Last month, Samsung launched yet another iteration of its folding phone. Called the Samsung Galaxy Flip Z, the phone has a vertical flip design. More importantly, the new launch comes less than a year since the company launched its first foldable phone. Between then and now, Motorola, LG and have either launched phones with foldable screens or announced plans to do so. Folding or flip phones are the future of mobile phones, tablets, laptops and other electronics.
But is this what innovation has come down to?
In the last decade, we have seen phones with more RAM, better processors and more battery life, but many complain that the industry has stopped innovating. Google’s announcement was a big leap in quantum computing, but the idea of quantum computers is an old one, so even that won’t count as innovation.
So, is innovation dead?
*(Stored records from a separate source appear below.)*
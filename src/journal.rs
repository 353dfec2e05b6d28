// SPDX-License-Identifier: Apache-2.0
// Copyright (c) 2025 rhythmcache
// https://github.com/rhythmcache/payload-dumper-rust

//! Flat `key=value` resume journal, format-compatible with AOSP's
//! `simple_key_value_store`. Used to persist progress across a crash or
//! reboot so an update can resume instead of restarting from scratch.

use std::collections::BTreeMap;
use std::fs;
use std::path::Path;

use thiserror::Error;

#[derive(Debug, Error)]
pub enum JournalError {
    #[error("failed to read journal {path}: {source}")]
    Read {
        path: String,
        #[source]
        source: std::io::Error,
    },
    #[error("failed to write journal {path}: {source}")]
    Write {
        path: String,
        #[source]
        source: std::io::Error,
    },
}

/// Keys used by the action pipeline. Stored verbatim as strings so that
/// callers can add their own keys without changing this type.
pub mod keys {
    pub const NEXT_OPERATION: &str = "UPDATE_STATE_NEXT_OPERATION";
    pub const NEXT_DATA_OFFSET: &str = "UPDATE_STATE_NEXT_DATA_OFFSET";
    pub const SHA256_CONTEXT: &str = "UPDATE_STATE_SHA256_CONTEXT";
    pub const SIGNATURE_CHECKED: &str = "UPDATE_STATE_SIGNATURE_CHECKED";
    pub const SIGNED_SIZE: &str = "UPDATE_STATE_SIGNED_SIZE";
    pub const SOURCE_SLOT: &str = "CURRENT_SLOT";
    pub const TARGET_SLOT: &str = "TARGET_SLOT";
    /// Prefix applied to every key above to produce its powerwash-safe
    /// mirror, which survives a `/data` wipe because it lives under the
    /// misc partition's "powerwash-safe" region.
    pub const POWERWASH_SAFE_PREFIX: &str = "pw_";
}

/// An in-memory, ordered view of the on-disk journal. Mirrors
/// `KeyValueStore`: load the whole file into a map, mutate, save the whole
/// map back out.
#[derive(Debug, Default, Clone, PartialEq, Eq)]
pub struct Journal {
    store: BTreeMap<String, String>,
}

impl Journal {
    pub fn new() -> Self {
        Self::default()
    }

    /// Parses `key=value` lines, one per line. Blank lines and lines
    /// starting with `#` are ignored. A malformed line (no `=`) is
    /// silently skipped, matching the original's tolerant loader.
    pub fn parse(contents: &str) -> Self {
        let mut store = BTreeMap::new();
        for line in contents.split('\n') {
            if line.is_empty() || line.starts_with('#') {
                continue;
            }
            if let Some((key, value)) = line.split_once('=') {
                store.insert(key.to_string(), value.to_string());
            }
        }
        Journal { store }
    }

    pub fn load(path: impl AsRef<Path>) -> Result<Self, JournalError> {
        let path = path.as_ref();
        match fs::read_to_string(path) {
            Ok(contents) => {
                let journal = Self::parse(&contents);
                tracing::debug!(entries = journal.store.len(), "loaded resume journal");
                Ok(journal)
            }
            Err(source) if source.kind() == std::io::ErrorKind::NotFound => Ok(Self::new()),
            Err(source) => Err(JournalError::Read {
                path: path.display().to_string(),
                source,
            }),
        }
    }

    pub fn save(&self, path: impl AsRef<Path>) -> Result<(), JournalError> {
        let path = path.as_ref();
        let mut contents = String::new();
        for (key, value) in &self.store {
            contents.push_str(key);
            contents.push('=');
            contents.push_str(value);
            contents.push('\n');
        }
        fs::write(path, contents).map_err(|source| JournalError::Write {
            path: path.display().to_string(),
            source,
        })
    }

    pub fn get(&self, key: &str) -> Option<&str> {
        self.store.get(key).map(String::as_str)
    }

    pub fn set(&mut self, key: impl Into<String>, value: impl Into<String>) {
        self.store.insert(key.into(), value.into());
    }

    pub fn get_u64(&self, key: &str) -> Option<u64> {
        self.get(key).and_then(|v| v.parse().ok())
    }

    pub fn set_u64(&mut self, key: &str, value: u64) {
        self.set(key, value.to_string());
    }

    pub fn get_bool(&self, key: &str) -> Option<bool> {
        match self.get(key) {
            Some("true") => Some(true),
            Some("false") => Some(false),
            _ => None,
        }
    }

    pub fn set_bool(&mut self, key: &str, value: bool) {
        self.set(key, if value { "true" } else { "false" });
    }

    /// Removes every key tracked by [`keys`], including their powerwash-safe
    /// mirrors. Called once an update finishes applying successfully.
    pub fn clear_progress(&mut self) {
        for key in [
            keys::NEXT_OPERATION,
            keys::NEXT_DATA_OFFSET,
            keys::SHA256_CONTEXT,
            keys::SIGNATURE_CHECKED,
            keys::SIGNED_SIZE,
        ] {
            self.store.remove(key);
            self.store.remove(&format!("{}{key}", keys::POWERWASH_SAFE_PREFIX));
        }
    }

    /// Writes `key` and its `pw_`-prefixed mirror together, as the original
    /// does for anything that must survive a powerwash.
    pub fn set_mirrored(&mut self, key: &str, value: impl Into<String>) {
        let value = value.into();
        self.store.insert(key.to_string(), value.clone());
        self.store
            .insert(format!("{}{key}", keys::POWERWASH_SAFE_PREFIX), value);
    }
}

#[cfg(test)]
mod tests {
    use super::*;

    #[test]
    fn parses_key_value_lines() {
        let journal = Journal::parse("a=1\nb=2\n# comment\n\nc=hello=world\n");
        assert_eq!(journal.get("a"), Some("1"));
        assert_eq!(journal.get("b"), Some("2"));
        assert_eq!(journal.get("c"), Some("hello=world"));
        assert_eq!(journal.get("comment"), None);
    }

    #[test]
    fn round_trips_through_disk() {
        let dir = tempfile::tempdir().unwrap();
        let path = dir.path().join("state");

        let mut journal = Journal::new();
        journal.set_u64(keys::NEXT_OPERATION, 42);
        journal.set_bool(keys::SIGNATURE_CHECKED, true);
        journal.save(&path).unwrap();

        let loaded = Journal::load(&path).unwrap();
        assert_eq!(loaded.get_u64(keys::NEXT_OPERATION), Some(42));
        assert_eq!(loaded.get_bool(keys::SIGNATURE_CHECKED), Some(true));
    }

    #[test]
    fn missing_file_loads_empty() {
        let journal = Journal::load("/nonexistent/path/does/not/exist").unwrap();
        assert_eq!(journal, Journal::new());
    }

    #[test]
    fn mirrored_keys_write_both_entries() {
        let mut journal = Journal::new();
        journal.set_mirrored(keys::TARGET_SLOT, "b");
        assert_eq!(journal.get(keys::TARGET_SLOT), Some("b"));
        assert_eq!(journal.get("pw_TARGET_SLOT"), Some("b"));
    }

    #[test]
    fn clear_progress_removes_mirrors() {
        let mut journal = Journal::new();
        journal.set_mirrored(keys::NEXT_OPERATION, "7");
        journal.clear_progress();
        assert_eq!(journal.get(keys::NEXT_OPERATION), None);
        assert_eq!(journal.get("pw_UPDATE_STATE_NEXT_OPERATION"), None);
    }
}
Are we moving to a phase of incremental innovations where there is hardly any change in technology? But then, when was an innovation not incremental? No doubt, we moved from brick-ey feature phones to smartphones within a matter of two decades, but one must realise that it took us the same time to move from smartphones to foldable devices.
Naysayers would point to innovations in the 19th and 20th century. But they also need to consider a time frame of change. It took us six decades to reach from an IBM supercomputer with as much capacity as today’s Apple watch, before that it took us 150-200 years to go from a machine to a computer. But from the advent of AI, it has only taken us 20 years to get a self-driving car on the road.
Design innovations or product innovations are becoming slow, but people fail to realise that software innovations are picking up fast. Artificial intelligence develops by leaps and bounds each year. A few years ago, only one or two robots could clear the Turing test. Now, a software developer in India or Japan can build software that can beat it. We certainly need a new measure, but we also need to understand that not all innovation may be visible.
It may not reflect in a radical design change, but it will surely reflect in our day-to-day life. Job changes owing to technology are a stark reality that humans are facing.
Two, and more importantly, our innovation impatience is growing. For the generation that witnessed a jump from Nokia to Apple, it was a significant leap. Then, there was Samsung with a better camera and more pixels. All within a decade. Now, we are growing impatient for a radically new device. The fold phones have come too late. People have started expecting more and imagining more from companies.
But this innovation impatience is also taxing innovation. More companies promising new products are getting listed on platforms like Indiegogo and crashing within a few years. More Theranos-es are emerging, promising the world to the people and swindling billions.
While we need to stop expecting too much, there is also a need to stop looking for innovation. The next few decades of change won’t be visible but will still be felt. Having a powerful computer in your earphone that can mute surroundings is one such innovation. Having to wear a watch or a band or a ring that can track movements more precisely is another idea. More important, having an on-call assistant that can respond to all needs is the most powerful innovation of them all.
Technology innovations have always been incremental. For the impatient ones though, this is the age of incremental innovations.